By Meghan O’Sullivan ’15 & Eren Shultz ’15

What does it take to start a business or to grow an innovative strategy to solve a long-standing problem? Instead of looking at the corporate sector, Hamilton alumnus Alon Hillel-Tuch ’07 is a part of the wave of young millennials who have abandoned Wall Street in favor of social-welfare based work–in Alon’s case, social entrepreneurship. As reported by American Public Media’s Marketplace, “Today’s students want jobs that have meaning to them. That can mean non-profits, but not necessarily…Tech companies and startups are scooping up many who might have gone to Wall Street.” Hillel-Tuch is a living example of this growing trend. Being a Co-Founder and the CFO of the crowdfunding platform RocketHub, Hillel-Tuch works to help connect “artists, academics, and entrepreneurs with their fans and brands through the power of crowdfunding.” For those of us who haven’t stepped into a Kickstarter or RocketHub campaign yet, crowdfunding is, quite simply, a way to connect many people (each having small amounts of capital) to a person or project in need of support, allowing those who may not be part of a major investment group to still participate in the growth of promising entrepreneurs and campaigns.

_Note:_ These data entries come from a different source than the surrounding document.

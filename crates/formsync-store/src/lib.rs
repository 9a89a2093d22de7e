//! Field value persistence.
//!
//! Each backend implements [`FieldStore`]: an atomic upsert of the latest
//! value of one field of one entity, plus a point read for reloads. There is
//! no history: a write replaces the previous value and its author wholesale.

pub mod memory;
pub mod postgres;
pub mod sqlite;

use chrono::{DateTime, Utc};
use serde::Serialize;

pub use memory::MemoryFieldStore;
pub use postgres::PostgresFieldStore;
pub use sqlite::SqliteFieldStore;

/// Identifies one stored value. `entity_id` is a response id, or the form id
/// for values shared by everyone filling the form.
#[derive(Debug, Clone, PartialEq, Eq, Hash, Serialize)]
pub struct FieldKey {
    pub entity_id: String,
    pub field_id: String,
}

impl FieldKey {
    pub fn new(entity_id: impl Into<String>, field_id: impl Into<String>) -> Self {
        Self {
            entity_id: entity_id.into(),
            field_id: field_id.into(),
        }
    }
}

/// The current value of a field and who wrote it last.
#[derive(Debug, Clone, PartialEq, Eq, Serialize)]
#[serde(rename_all = "camelCase")]
pub struct StoredField {
    pub value: String,
    pub updated_by: Option<String>,
    pub updated_at: DateTime<Utc>,
}

#[derive(Debug, thiserror::Error)]
pub enum StoreError {
    #[error("sqlite: {0}")]
    Sqlite(#[from] rusqlite::Error),

    #[error("postgres: {0}")]
    Postgres(#[from] tokio_postgres::Error),

    #[error("storage task failed: {0}")]
    Task(#[from] tokio::task::JoinError),

    #[error("store unavailable: {0}")]
    Unavailable(String),
}

/// Durable "latest value per field" storage.
///
/// `upsert_field_value` must be atomic per [`FieldKey`]: concurrent writes to
/// the same key leave exactly one of them in place, never a mix.
pub trait FieldStore: Send + Sync + 'static {
    /// Short backend name for logs.
    fn backend(&self) -> &'static str;

    /// Prepare the backend (migrations, connectivity). Called once at startup.
    fn init(&self) -> impl std::future::Future<Output = Result<(), StoreError>> + Send {
        async { Ok(()) }
    }

    /// Insert or overwrite the value stored under `key`.
    fn upsert_field_value(
        &self,
        key: &FieldKey,
        value: &str,
        writer: Option<&str>,
    ) -> impl std::future::Future<Output = Result<StoredField, StoreError>> + Send;

    /// Put `key` back to an earlier state: the given row verbatim, or no row
    /// at all. Used to undo a write whose caller already gave up on it.
    fn restore_field_value(
        &self,
        key: &FieldKey,
        prior: Option<&StoredField>,
    ) -> impl std::future::Future<Output = Result<(), StoreError>> + Send;

    /// Read the value stored under `key`, if any write has happened.
    fn field_value(
        &self,
        key: &FieldKey,
    ) -> impl std::future::Future<Output = Result<Option<StoredField>, StoreError>> + Send;
}

pub(crate) fn from_millis(ms: i64) -> DateTime<Utc> {
    DateTime::from_timestamp_millis(ms).unwrap_or_default()
}
//! In-process store. Values live as long as the process.

use std::collections::HashMap;

use chrono::Utc;
use parking_lot::RwLock;

use crate::{FieldKey, FieldStore, StoreError, StoredField};

#[derive(Debug, Default)]
pub struct MemoryFieldStore {
    values: RwLock<HashMap<FieldKey, StoredField>>,
}

impl MemoryFieldStore {
    pub fn new() -> Self {
        Self::default()
    }

    pub fn len(&self) -> usize {
        self.values.read().len()
    }

    /// All values stored for one entity, keyed by field id.
    pub fn entity_values(&self, entity_id: &str) -> HashMap<String, StoredField> {
        self.values
            .read()
            .iter()
            .filter(|(key, _)| key.entity_id == entity_id)
            .map(|(key, field)| (key.field_id.clone(), field.clone()))
            .collect()
    }
}

impl FieldStore for MemoryFieldStore {
    fn backend(&self) -> &'static str {
        "memory"
    }

    async fn upsert_field_value(
        &self,
        key: &FieldKey,
        value: &str,
        writer: Option<&str>,
    ) -> Result<StoredField, StoreError> {
        let stored = StoredField {
            value: value.to_string(),
            updated_by: writer.map(str::to_string),
            updated_at: Utc::now(),
        };
        self.values.write().insert(key.clone(), stored.clone());
        Ok(stored)
    }

    async fn restore_field_value(
        &self,
        key: &FieldKey,
        prior: Option<&StoredField>,
    ) -> Result<(), StoreError> {
        let mut values = self.values.write();
        match prior {
            Some(field) => values.insert(key.clone(), field.clone()),
            None => values.remove(key),
        };
        Ok(())
    }

    async fn field_value(&self, key: &FieldKey) -> Result<Option<StoredField>, StoreError> {
        Ok(self.values.read().get(key).cloned())
    }
}
use std::sync::Arc;
use tokio::sync::mpsc;

use crate::{
    client::ClientId,
    messages::{ClientToServer, ServerToClient},
};

#[derive(Debug)]
pub enum CoordinatorMessage {
    /// A client finished the handshake and can receive messages
    ClientConnected {
        client_id: ClientId,
        client_response_tx: mpsc::UnboundedSender<Arc<ServerToClient>>,
    },
    /// A decoded action from a connected client
    ClientAction {
        client_id: ClientId,
        action: ClientToServer,
    },
    /// Client disconnected, clean up from the waiting pool and any lobby
    ClientDisconnected { client_id: ClientId },

    /// Sent by the countdown task once per tick
    CountdownTick { seconds: u32 },
    /// Sent by the countdown task after the last tick has elapsed
    CountdownFinished,
}

impl CoordinatorMessage {
    pub fn client_action(client_id: ClientId, action: ClientToServer) -> Self {
        Self::ClientAction { client_id, action }
    }
}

Social innovation has become the backbone of Hillel-Tuch’s work. RocketHub’s approach “allows people to participate in companies, not the public market” or, simply put, “Democratizing access to capital.” Yet the company’s mission to be a socially-grounded organization runs deeper than its external work. Inside RocketHub, “We hire people more based on emotional intelligence than on having a specific skill set,” because, as Hillel-Tuch stated, “you can teach a technical skill set, but it’s very difficult to learn emotional intelligence.” Using empathy and innovative strategy as guiding ideals in the workplace, Hillel-Tuch and the RocketHub community help organizations in both the public and private sector (from the Department of State and the White House to Goldman Sachs) accomplish their missions more efficiently and effectively through the use of RocketHub’s socially-grounded products and services.

On a broader scale, Hillel-Tuch sees crowdfunding as one method of social empowerment. Before performing new initiatives his team predicts where the market will be in several years and plans their intellectual property right and communication frameworks accordingly—in order to “disrupt the market and innovate.” Forbes  magazine reiterated Hillel-Tuch’s crowdfunding ideology, advocating it as a “powerful force…pumping small businesses with desperately needed lifeblood” while also “encouraging entrepreneurs to continue creating even in the face of these slow times.”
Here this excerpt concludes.